Certes, tout citoyen peut saisir la justice administrative et demander la condamnation de l’État pour non-application de la loi, mais il s’agit d’une procédure lourde, complexe et assez rarement mise en œuvre.
J’ai vécu, à cet égard, une expérience dont je me souviendrai toujours. En 2004, lors de l’examen du projet de loi de financement de la sécurité sociale, le Sénat a adopté, contre l’avis du Gouvernement, une disposition s’appliquant aux femmes exposées in utero au distilbène, médicament produisant des effets sur les filles, voire les petites-filles, des femmes auxquelles il a été prescrit. Le Sénat a considéré que ces femmes devaient bénéficier d’un congé maternité adapté. J’avais à l’époque travaillé avec l’association Réseau DES France.
Cette disposition a également été votée par l’Assemblée nationale. La loi a été promulguée le 20 décembre 2004 ; deux décrets d’application étaient prévus, concernant l’un les personnels de la fonction publique, l’autre les salariées du secteur privé. Toutes les femmes concernées ont salué l’adoption de cette disposition.
Or, mes chers collègues, il a fallu un certain temps pour que ces deux décrets paraissent. J’ai dû interpeller successivement trois ministres, multiplier les interventions et les questions, orales et écrites. Le second décret a été publié le 3 juillet 2009, soit exactement cinq ans, six mois et quatorze jours après la promulgation de la loi…

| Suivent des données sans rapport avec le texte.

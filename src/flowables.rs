use crate::{
    canvas::Canvas,
    fonts::FontRegistry,
    paragraph::Paragraph,
    table::{CellContent, Table},
};

/// A unit of the story, placed in the frame one after the other.
#[derive(Clone, Debug, PartialEq)]
pub enum RenderNode {
    Paragraph(Paragraph),
    /// Vertical space, the width only matters when the spacer sits in a table cell.
    Spacer { width: f32, height: f32 },
    /// Ends the current page.
    PageBreak,
    Table(Table),
}

impl RenderNode {
    pub fn spacer(height: f32) -> Self {
        RenderNode::Spacer { width: 1.0, height }
    }

    /// The height the node takes at the given width.
    pub fn wrap(&self, available_width: f32, fonts: &FontRegistry) -> f32 {
        match self {
            RenderNode::Paragraph(paragraph) => paragraph.wrap(available_width, fonts),
            RenderNode::Spacer { height, .. } => *height,
            RenderNode::PageBreak => 0.0,
            RenderNode::Table(table) => table.wrap(fonts),
        }
    }

    /// The width the node occupies, tables keep the width of their columns.
    pub fn natural_width(&self, available_width: f32) -> f32 {
        match self {
            RenderNode::Table(table) => table.width(),
            _ => available_width,
        }
    }

    pub fn space_before(&self) -> f32 {
        match self {
            RenderNode::Paragraph(paragraph) => paragraph.style.space_before,
            _ => 0.0,
        }
    }

    pub fn space_after(&self) -> f32 {
        match self {
            RenderNode::Paragraph(paragraph) => paragraph.style.space_after,
            _ => 0.0,
        }
    }

    /// Splits the node so that the first part fits into the available height. Spacers and
    /// page breaks never split.
    pub fn split(
        &self,
        available_width: f32,
        available_height: f32,
        fonts: &FontRegistry,
    ) -> Option<(RenderNode, RenderNode)> {
        match self {
            RenderNode::Paragraph(paragraph) => paragraph
                .split(available_width, available_height, fonts)
                .map(|(first, rest)| (RenderNode::Paragraph(first), RenderNode::Paragraph(rest))),
            RenderNode::Table(table) => table
                .split(available_height, fonts)
                .map(|(first, rest)| (RenderNode::Table(first), RenderNode::Table(rest))),
            RenderNode::Spacer { .. } | RenderNode::PageBreak => None,
        }
    }

    /// Draws the node below `top`, within `[x, x + available_width]`. Tables are centered.
    pub fn draw(&self, canvas: &mut Canvas, x: f32, top: f32, available_width: f32) {
        match self {
            RenderNode::Paragraph(paragraph) => paragraph.draw(canvas, x, top, available_width),
            RenderNode::Table(table) => {
                let left = x + (available_width - table.width()) / 2.0;
                table.draw(canvas, left, top);
            }
            RenderNode::Spacer { .. } | RenderNode::PageBreak => {}
        }
    }

    /// The number of nodes nested in this one, itself included.
    pub fn node_count(&self) -> usize {
        match self {
            RenderNode::Table(table) => {
                1 + table
                    .cells()
                    .map(|cell| match cell {
                        CellContent::Text(_) => 0,
                        CellContent::Flowables(nodes) => nodes.iter().map(RenderNode::node_count).sum(),
                    })
                    .sum::<usize>()
            }
            _ => 1,
        }
    }

    /// The text of every paragraph in the node, in reading order.
    pub fn plain_text(&self) -> Vec<String> {
        match self {
            RenderNode::Paragraph(paragraph) => vec![paragraph.plain_text()],
            RenderNode::Table(table) => table
                .cells()
                .flat_map(|cell| match cell {
                    CellContent::Text(text) => vec![text.clone()],
                    CellContent::Flowables(nodes) => nodes.iter().flat_map(RenderNode::plain_text).collect(),
                })
                .collect(),
            RenderNode::Spacer { .. } | RenderNode::PageBreak => Vec::new(),
        }
    }
}

impl From<Paragraph> for RenderNode {
    fn from(paragraph: Paragraph) -> Self {
        RenderNode::Paragraph(paragraph)
    }
}

impl From<Table> for RenderNode {
    fn from(table: Table) -> Self {
        RenderNode::Table(table)
    }
}

/// The ordered sequence of nodes that makes up a document.
#[derive(Clone, Debug, Default, PartialEq)]
pub struct Story {
    nodes: Vec<RenderNode>,
}

impl Story {
    pub fn new() -> Self {
        Self::default()
    }

    pub fn push<N: Into<RenderNode>>(&mut self, node: N) {
        self.nodes.push(node.into());
    }

    pub fn extend<I: IntoIterator<Item = RenderNode>>(&mut self, nodes: I) {
        self.nodes.extend(nodes);
    }

    pub fn len(&self) -> usize {
        self.nodes.len()
    }

    pub fn is_empty(&self) -> bool {
        self.nodes.is_empty()
    }

    pub fn nodes(&self) -> &[RenderNode] {
        &self.nodes
    }

    pub fn into_nodes(self) -> Vec<RenderNode> {
        self.nodes
    }
}
fn draw_cell_content(canvas: &mut Canvas, content: &CellContent, style: &CellStyle, cell: &CellFrame) {
    let fonts = canvas.fonts();
    let cell_bottom = cell.top - cell.height;
    let inner_left = cell.left + style.left_padding;
    let inner_width = cell.width - style.left_padding - style.right_padding;

    match content {
        CellContent::Text(text) => {
            let font_id = style.font.unwrap_or_else(|| fonts.default_font());
            let lines: Vec<&str> = text.split('\n').collect();
            let block_height = lines.len() as f32 * STRING_CELL_LEADING;
            let first_baseline = match style.vertical_alignment {
                VerticalAlignment::Bottom => cell_bottom + style.bottom_padding + block_height - style.font_size,
                VerticalAlignment::Top => cell.top - style.top_padding - style.font_size,
                VerticalAlignment::Middle => {
                    cell_bottom
                        + (style.bottom_padding + cell.height - style.top_padding + block_height) / 2.0
                        - style.font_size
                }
            };

            canvas.save_state();
            canvas.set_fill_color(style.text_color);
            canvas.set_font(font_id, style.font_size);
            for (index, line) in lines.iter().enumerate() {
                let baseline = first_baseline - index as f32 * STRING_CELL_LEADING;
                match style.alignment {
                    Alignment::Center => canvas.draw_centred_string(
                        cell.left + (cell.width + style.left_padding - style.right_padding) / 2.0,
                        baseline,
                        line,
                    ),
                    Alignment::Right => {
                        canvas.draw_right_string(cell.left + cell.width - style.right_padding, baseline, line)
                    }
                    Alignment::Left | Alignment::Justify => canvas.draw_string(inner_left, baseline, line),
                }
            }
            canvas.restore_state();
        }
        CellContent::Flowables(nodes) => {
            let block_height = stack_height(nodes, inner_width, fonts);
            let mut y = match style.vertical_alignment {
                VerticalAlignment::Bottom => cell_bottom + style.bottom_padding + block_height,
                VerticalAlignment::Top => cell.top - style.top_padding,
                VerticalAlignment::Middle => {
                    cell_bottom + (style.bottom_padding + cell.height - style.top_padding + block_height) / 2.0
                }
            };
            for (index, node) in nodes.iter().enumerate() {
                if index > 0 {
                    y -= nodes[index - 1].space_after() + node.space_before();
                }
                let node_width = node.natural_width(inner_width);
                let node_left = match style.alignment {
                    Alignment::Center => inner_left + (inner_width - node_width) / 2.0,
                    Alignment::Right => inner_left + inner_width - node_width,
                    Alignment::Left | Alignment::Justify => inner_left,
                };
                node.draw(canvas, node_left, y, node_width);
                y -= node.wrap(inner_width, fonts);
            }
        }
    }
}
//! Guidepress generates the administrator and collaborator user guides of the Driveby Africa
//! platform as PDF documents, in English, French and Chinese.
//!
//! The content of every guide is a JSON document, represented by the `Guide` struct, which is
//! compiled into the crate. A guide is turned into a `Story` of render nodes by the box builders,
//! the story is flowed through A4 pages by a `DocTemplate` which calls the page decorators
//! for the cover and the running header and footer, and the pages are finally written out
//! through the `PdfDocument` interface.
//!
//! The output is deterministic: rendering the same guide twice yields the same bytes, since
//! neither the identifiers nor the dates of the documents depend on the moment of the run.

/// This module contains the `ContextError` type which is the error type used throughout this library.
///
/// Every failure of the generation is fatal. The `ErrorKind` of an error tells whether the content of
/// a guide is malformed, a font is unusable, a file could not be read or written, or the rendering itself failed.
/// If an error happened in a function of another crate, then its message is kept as the source of the error.
pub mod error;

/// The fonts a document is typeset with.
///
/// The `FontRegistry` always holds the standard Helvetica faces, whose metrics are built in, and
/// optionally a face for the Chinese text: either one of the predefined CID fonts (STSong-Light by default),
/// which PDF viewers resolve without embedding anything, or a TrueType file which is embedded.
pub mod fonts;

/// The module where the `PdfDocument` interface for working with PDF documents is presented.
///
/// It wraps a `lopdf::Document`, writes the page content streams and the font resources into it,
/// and fills in the information dictionary and the trailer identifiers with fixed values.
pub mod pdf;

/// A page-oriented drawing surface recording PDF operations, in points from the bottom-left corner.
pub mod canvas;

/// The inline markup of the guide text: `<b>` runs, `<br/>` breaks and the XML entities.
pub mod markup;

/// Line breaking and drawing of styled paragraphs.
pub mod paragraph;

/// Grid tables with per-cell styling commands, rounded corners and row splitting across pages.
pub mod table;

/// The render nodes of a story and the `Story` itself.
pub mod flowables;

/// The page template: margins, the frame in which the story is flowed and the page decorators.
///
/// # Layout
///
/// Nodes are placed top to bottom in the frame of the current page. A node which doesn't fit is split
/// when it can be (paragraphs by lines, tables by rows), otherwise it is moved to the next page. A node
/// which doesn't even fit an empty frame is drawn anyway and a warning is logged.
pub mod doc_template;

/// The named paragraph styles and the brand colors of the guides.
pub mod style;

/// The content model of a guide and the guides compiled into the crate.
pub mod guide;

/// The box builders: callouts, numbered steps, data tables, table of contents rows and bullets.
pub mod builders;

/// The cover page and the running header and footer of the later pages.
pub mod decorators;

/// The configuration of a generation run.
pub mod configuration;

/// Assembling the story of a guide and rendering it to a PDF file.
pub mod assembler;
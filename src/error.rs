use serde::{Deserialize, Serialize};

/// The category of a failure. Every failure is fatal for the run, the kind only tells
/// whether the input content was malformed or the environment refused an operation.
#[derive(Debug, Serialize, Deserialize, Clone, Copy, PartialEq, Eq)]
#[serde(rename_all = "camelCase")]
pub enum ErrorKind {
    /// Malformed guide content, such as a table row not matching its header.
    Content,
    /// A font could not be found, read or parsed.
    Font,
    /// Reading or writing a file failed.
    Io,
    /// The layout or the PDF serialization failed.
    Render,
}

/// A struct that represents an error with a context and possibly the propagated source error.
#[derive(Debug, Serialize, Deserialize, Clone)]
pub struct ContextError {
    pub kind: ErrorKind,
    pub context: String,
    pub source_error: Option<String>,
}

impl std::fmt::Display for ContextError {
    fn fmt(&self, formatter: &mut std::fmt::Formatter<'_>) -> std::fmt::Result {
        match &self.source_error {
            Some(source_error) => write!(
                formatter,
                "{}: {}",
                self.context,
                minimize_first_letter(source_error.to_string()),
            ),
            None => write!(formatter, "{}", self.context),
        }
    }
}

impl std::error::Error for ContextError {}

impl ContextError {
    /// Create a new rendering `ContextError` with the given context.
    pub fn with_context<S: Into<String>>(context: S) -> ContextError {
        ContextError {
            kind: ErrorKind::Render,
            context: context.into(),
            source_error: None,
        }
    }

    /// Create a new rendering `ContextError` with the given context and source error.
    pub fn with_error<S: Into<String>>(context: S, error: &dyn std::error::Error) -> ContextError {
        ContextError {
            kind: ErrorKind::Render,
            context: context.into(),
            source_error: Some(error.to_string()),
        }
    }

    /// Create a new `ContextError` signaling that the guide content is malformed.
    pub fn content<S: Into<String>>(context: S) -> ContextError {
        ContextError::with_context(context).of_kind(ErrorKind::Content)
    }

    /// Create a new `ContextError` for a failed file operation, keeping the I/O error as source.
    pub fn io<S: Into<String>>(context: S, error: &std::io::Error) -> ContextError {
        ContextError::with_error(context, error).of_kind(ErrorKind::Io)
    }

    /// Replace the kind of the error.
    pub fn of_kind(mut self, kind: ErrorKind) -> ContextError {
        self.kind = kind;
        self
    }
}

/// Minimizes the first letter of a string, it is used for standardizing the error message.
fn minimize_first_letter(string: String) -> String {
    let mut characters = string.chars();
    match characters.next() {
        None => String::new(),
        Some(character) => character.to_lowercase().chain(characters).collect(),
    }
}
#![warn(clippy::unwrap_used)]

use clap::Parser;
use guidepress::{
    assembler::generate_guide,
    configuration::GeneratorConfiguration,
    error::ContextError,
    guide::{Guide, GuideKind, Language},
};
use std::path::PathBuf;

#[derive(Parser, Debug)]
#[command(version, long_about = None)]
struct CliArguments {
    #[arg(short = 'c', long = "configuration", value_name = "json_file")]
    configuration_path: Option<PathBuf>,
    /// Overrides the output directory of the configuration.
    #[arg(short = 'o', long = "output-directory", value_name = "directory")]
    output_directory: Option<PathBuf>,
    /// The guides to generate, all of them when omitted.
    #[arg(short = 'g', long = "guide", value_enum)]
    guides: Vec<GuideKind>,
    /// The languages to generate, all of them when omitted.
    #[arg(short = 'l', long = "language", value_enum)]
    languages: Vec<Language>,
    /// Renders a guide document from a file instead of the built-in guides.
    #[arg(short = 'd', long = "document", value_name = "json_file", conflicts_with_all = ["guides", "languages"])]
    document_path: Option<PathBuf>,
    /// Logs more details, once for the layout decisions and twice for everything.
    #[arg(short = 'v', long = "verbose", action = clap::ArgAction::Count)]
    verbosity: u8,
}

fn main() {
    if let Err(error) = fallible_main() {
        log::error!("{}", error);
        std::process::exit(1);
    }
}

fn fallible_main() -> Result<(), ContextError> {
    let arguments = CliArguments::parse();
    env_logger::builder()
        .filter_level(match arguments.verbosity {
            0 => log::LevelFilter::Info,
            1 => log::LevelFilter::Debug,
            _ => log::LevelFilter::Trace,
        })
        .parse_default_env()
        .init();
    log::debug!("{:?}", arguments);

    let mut configuration = match &arguments.configuration_path {
        Some(configuration_path) => GeneratorConfiguration::from_path(configuration_path)?,
        None => GeneratorConfiguration::default(),
    };
    if let Some(output_directory) = arguments.output_directory {
        configuration.output_directory = output_directory;
    }

    let guides = match &arguments.document_path {
        Some(document_path) => vec![Guide::from_path(document_path)?],
        None => selected_guides(&arguments.guides, &arguments.languages)?,
    };
    for guide in &guides {
        let pdf_path = generate_guide(guide, &configuration)?;
        println!("PDF generated: {}", pdf_path.display());
    }

    Ok(())
}

fn selected_guides(kinds: &[GuideKind], languages: &[Language]) -> Result<Vec<Guide>, ContextError> {
    let kinds = if kinds.is_empty() { &GuideKind::ALL[..] } else { kinds };
    let languages = if languages.is_empty() {
        &Language::ALL[..]
    } else {
        languages
    };

    let mut guides = Vec::new();
    for kind in kinds {
        for language in languages {
            guides.push(Guide::embedded(*kind, *language)?);
        }
    }
    Ok(guides)
}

Les femmes qui nous avaient félicités d’avoir adopté cette disposition étaient extrêmement fâchées, contrariées de voir qu’une mesure votée ne s’appliquait pas. Certaines m’ont même demandé si le Gouvernement attendait, pour publier ces décrets, qu’elles ne puissent plus avoir d’enfants…
Une telle situation ne doit plus exister dans la République française. On pourrait citer des centaines d’autres exemples de cet ordre, monsieur le secrétaire d’État. C’est pourquoi il est nécessaire non seulement d’élaborer et de voter la loi, mais aussi de suivre scrupuleusement ses conditions d’application ou de non-application, à commencer par la publication des textes réglementaires. Il s’agit là d’une impérieuse nécessité. La Constitution confie d’ailleurs au Parlement la mission de contrôler le Gouvernement : nous sommes ici au cœur de cette mission de contrôle.
Franck Montaugé propose de créer un nouvel organe qui comprendrait trente-six parlementaires, dix-huit députés et dix-huit sénateurs. Le rapport présente l’historique des différentes instances qui ont été instaurées pour évaluer et contrôler l’application de la loi. La commission a jugé très pertinent l’objet de la proposition de loi de M. Montaugé, mais elle a considéré que l’instrument imaginé n’était pas forcément le plus adapté. Il nous a semblé préférable que le contrôle de l’application de la loi s’opère de la manière la plus concrète possible, c’est-à-dire en commission.
À titre d’exemple, un organe tel que l’Office parlementaire d’évaluation des choix scientifiques et technologiques fait un travail remarquable, mais ne se réunit que trois ou quatre fois par an. Une instance créée sur ce modèle serait assez lourde et son mode de fonctionnement ne permettrait pas d’entrer dans le détail de l’écriture et de l’application des lois, ligne à ligne, alinéa après alinéa, paragraphe après paragraphe, article après article… En laissant aux commissions le soin de contrôler l’application des lois sur lesquelles elles ont travaillé, on atteindra sans doute à une plus grande efficacité.
C’est pourquoi, mes chers collègues, j’ai proposé à la commission des lois de voter le renvoi du texte à la commission. Cela ne veut pas dire que nous nous dessaisissions du sujet. Je tiens à rassurer Franck Montaugé : nous allons continuons à y travailler, d’autant qu’il sera certainement abordé dans le cadre de la réforme constitutionnelle à venir.
Je compte d’ailleurs déposer très prochainement avec Franck Montaugé une proposition de résolution relative au règlement du Sénat prévoyant que le rapporteur d’un texte le reste jusqu’à la fin de son mandat et présente chaque année devant la commission une communication sur l’état d’avancement de l’application de la loi. Ainsi, le rapporteur suivrait l’élaboration de la loi, mais aussi son application, année après année, et il pourrait, à ce titre, interpeller le ministre concerné si, par exemple, sur vingt décrets prévus, trois seulement sont parus. Le président de la commission compétente ne manquerait pas d’appuyer sa démarche. Il arrive très souvent que peu de décrets aient été publiés un an après la promulgation de la loi. Il s’agit donc d’une préoccupation tout à fait légitime.
Nous allons ensemble travailler aux différents outils qui nous permettront de progresser, de manière concrète et pragmatique, vers un suivi scrupuleux et vigilant de l’application de la loi.